Ernie Carpenter raised his eyes and met Joanna’s. “He wasn’t,” the detective said. “Somebody else told us he was supposed to be there, so we did some checking. I’ve already spoken with Mr. Demaris. Andy called and canceled the trip late Thursday afternoon, He said something important had come up here at home and he wouldn’t be able to make it.”
“But…” Joanna began.
Detective Carpenter silenced her with a dismissive wave of his hand. “When he left here on Friday afternoon, did Andy say anything to you to the effect that he had changed his mind and was going somewhere else?”
“No.”
“And he stayed away the whole weekend just as he would have if he really had mad the trip to Payson?”
Joanna’s stomach muscles tightened. Before, what she had heard about the investigation had been so much hearsay. Now there could be no doubt that Detective Ernie Carpenter was trying to implicate Andy in Lefty O’Toole’s death. As the questions droned, the investigator continued to show absolutely no sign of interest in Dr. Sanders’ allegations. Hadn’t he listened to her? Maybe she hadn’t said it clearly enough.
“How much do you know about your husband’s business dealings?” Carpenter went on. His questions were professional and gratingly dispassionate.
“I know everything,” Joanna maintained. “I keep the books. We sell a few head of cattle now and then. I can show you in black and white that what we make doesn’t amount to t much money.”
“Do you own any property other than your place here, something Andy might have liquidated without your knowledge?”
“No. None at all.”
“Did a relative of his die recently?”
“No. Why?”
“Mrs. Brady,” Ernie Carpenter said slowly, “Andy was a colleague of mine. I’d like to find some legitimate source for the nine-thousand five-hundred-dollar cash deposit he made into your joint checking account on Monday of this week. Do you have any idea where that money might have come from?”

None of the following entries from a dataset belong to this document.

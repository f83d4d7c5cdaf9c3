//! OpenAI-compatible `chat/completions` client.
//!
//! Wraps the provider's HTTP API using [`reqwest`]. A single request is made
//! per completion with a bounded timeout; an indefinite hang on the outbound
//! call would otherwise stall the whole chat request.

use std::time::Duration;

use async_trait::async_trait;
use serde::Deserialize;

use crate::provider::{CompletionError, CompletionProvider};

/// Default completions endpoint base URL.
const DEFAULT_BASE_URL: &str = "https://api.openai.com/v1";

/// Default model identifier.
const DEFAULT_MODEL: &str = "gpt-4o-mini";

/// Default bound on generated reply length, in tokens.
const DEFAULT_MAX_TOKENS: u32 = 500;

/// Default sampling temperature. Moderate and non-zero: varied but
/// controlled suggestions.
const DEFAULT_TEMPERATURE: f32 = 0.7;

/// Default request timeout in seconds.
const DEFAULT_TIMEOUT_SECS: u64 = 30;

/// Configuration for the completion client.
#[derive(Debug, Clone)]
pub struct OpenAiConfig {
    /// API key sent as a bearer token.
    pub api_key: String,
    /// Base URL of the OpenAI-compatible API.
    pub base_url: String,
    /// Model identifier.
    pub model: String,
    /// Upper bound on generated reply length, in tokens.
    pub max_tokens: u32,
    /// Sampling temperature.
    pub temperature: f32,
    /// Request timeout in seconds.
    pub timeout_secs: u64,
}

impl OpenAiConfig {
    /// Load completion-provider configuration from environment variables.
    ///
    /// | Env Var             | Required | Default                     |
    /// |---------------------|----------|-----------------------------|
    /// | `OPENAI_API_KEY`    | **yes**  | --                          |
    /// | `OPENAI_BASE_URL`   | no       | `https://api.openai.com/v1` |
    /// | `OPENAI_MODEL`      | no       | `gpt-4o-mini`               |
    /// | `CHAT_MAX_TOKENS`   | no       | `500`                       |
    /// | `CHAT_TEMPERATURE`  | no       | `0.7`                       |
    /// | `CHAT_TIMEOUT_SECS` | no       | `30`                        |
    ///
    /// # Panics
    ///
    /// Panics if `OPENAI_API_KEY` is not set or a numeric override does not
    /// parse. Misconfiguration should fail at startup, not per request.
    pub fn from_env() -> Self {
        let api_key =
            std::env::var("OPENAI_API_KEY").expect("OPENAI_API_KEY must be set in the environment");

        let base_url =
            std::env::var("OPENAI_BASE_URL").unwrap_or_else(|_| DEFAULT_BASE_URL.into());

        let model = std::env::var("OPENAI_MODEL").unwrap_or_else(|_| DEFAULT_MODEL.into());

        let max_tokens: u32 = std::env::var("CHAT_MAX_TOKENS")
            .unwrap_or_else(|_| DEFAULT_MAX_TOKENS.to_string())
            .parse()
            .expect("CHAT_MAX_TOKENS must be a valid u32");

        let temperature: f32 = std::env::var("CHAT_TEMPERATURE")
            .unwrap_or_else(|_| DEFAULT_TEMPERATURE.to_string())
            .parse()
            .expect("CHAT_TEMPERATURE must be a valid f32");

        let timeout_secs: u64 = std::env::var("CHAT_TIMEOUT_SECS")
            .unwrap_or_else(|_| DEFAULT_TIMEOUT_SECS.to_string())
            .parse()
            .expect("CHAT_TIMEOUT_SECS must be a valid u64");

        Self {
            api_key,
            base_url,
            model,
            max_tokens,
            temperature,
            timeout_secs,
        }
    }
}

/// HTTP client for an OpenAI-compatible completions API.
pub struct OpenAiClient {
    client: reqwest::Client,
    config: OpenAiConfig,
}

/// Response returned by the `chat/completions` endpoint.
#[derive(Debug, Deserialize)]
struct ChatCompletionResponse {
    choices: Vec<Choice>,
}

#[derive(Debug, Deserialize)]
struct Choice {
    message: ChoiceMessage,
}

#[derive(Debug, Deserialize)]
struct ChoiceMessage {
    content: Option<String>,
}

impl OpenAiClient {
    /// Create a new client. The request timeout is baked into the
    /// underlying [`reqwest::Client`] so every call is bounded.
    pub fn new(config: OpenAiConfig) -> Self {
        let client = reqwest::Client::builder()
            .timeout(Duration::from_secs(config.timeout_secs))
            .build()
            .expect("Failed to build HTTP client");
        Self { client, config }
    }

    /// Model identifier this client sends with every request.
    pub fn model(&self) -> &str {
        &self.config.model
    }
}

#[async_trait]
impl CompletionProvider for OpenAiClient {
    async fn complete(
        &self,
        system_instruction: &str,
        user_message: &str,
    ) -> Result<String, CompletionError> {
        tracing::debug!(model = %self.config.model, "Requesting chat completion");

        let body = serde_json::json!({
            "model": self.config.model,
            "messages": [
                { "role": "system", "content": system_instruction },
                { "role": "user", "content": user_message },
            ],
            "temperature": self.config.temperature,
            "max_tokens": self.config.max_tokens,
        });

        let response = self
            .client
            .post(format!("{}/chat/completions", self.config.base_url))
            .bearer_auth(&self.config.api_key)
            .json(&body)
            .send()
            .await
            .map_err(|e| CompletionError::Request(e.to_string()))?;

        let status = response.status();
        if !status.is_success() {
            let body = response.text().await.unwrap_or_default();
            return Err(CompletionError::Provider {
                status: status.as_u16(),
                body,
            });
        }

        let parsed: ChatCompletionResponse = response
            .json()
            .await
            .map_err(|e| CompletionError::Malformed(e.to_string()))?;

        extract_reply(parsed)
    }
}

/// Pull the first generated reply's text out of a completion response.
fn extract_reply(response: ChatCompletionResponse) -> Result<String, CompletionError> {
    let reply = response
        .choices
        .into_iter()
        .next()
        .and_then(|choice| choice.message.content)
        .ok_or_else(|| CompletionError::Malformed("response contained no reply".into()))?;

    if reply.is_empty() {
        return Err(CompletionError::Malformed("response reply was empty".into()));
    }
    Ok(reply)
}

#[cfg(test)]
mod tests {
    use super::*;

    fn parse(json: &str) -> ChatCompletionResponse {
        serde_json::from_str(json).expect("fixture must parse")
    }

    #[test]
    fn extracts_first_choice_text() {
        let response = parse(
            r#"{"choices":[{"message":{"role":"assistant","content":"Zkus knížku."}},
                           {"message":{"role":"assistant","content":"ignored"}}]}"#,
        );

        let reply = extract_reply(response).expect("reply must be extracted");
        assert_eq!(reply, "Zkus knížku.");
    }

    #[test]
    fn empty_choices_is_malformed() {
        let response = parse(r#"{"choices":[]}"#);
        let err = extract_reply(response).expect_err("no choices must fail");
        assert!(matches!(err, CompletionError::Malformed(_)));
    }

    #[test]
    fn null_content_is_malformed() {
        let response = parse(r#"{"choices":[{"message":{"role":"assistant","content":null}}]}"#);
        let err = extract_reply(response).expect_err("null content must fail");
        assert!(matches!(err, CompletionError::Malformed(_)));
    }

    #[test]
    fn empty_content_is_malformed() {
        let response = parse(r#"{"choices":[{"message":{"role":"assistant","content":""}}]}"#);
        let err = extract_reply(response).expect_err("empty content must fail");
        assert!(matches!(err, CompletionError::Malformed(_)));
    }
}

Joanna was astonished. “How much?”
“Nine-thousand-five-hundred even,” Carpenter repeated. “Sandy, down at the bank, said he brought it all into the branch in a stack of cash on Monday afternoon. He showed up it just before closing time.”
Shaken, Joanna found it difficult to speak. “But that’s almost ten thousand dollars. I can’t imagine where Andy would lay hands on that kind of money.”
“Could he have borrowed it from his parents?”
“No. The Bradys don’t have it, and he wouldn’t have borrowed it from them even they did.”
“So you have no idea where this money came from?”
“None at all.”
“Have there been other occasions when unexplained money has turned up in your account?
“No. Absolutely not.” Joanna turned to Dick Voland who had maintained a strict silence during the entire interview process.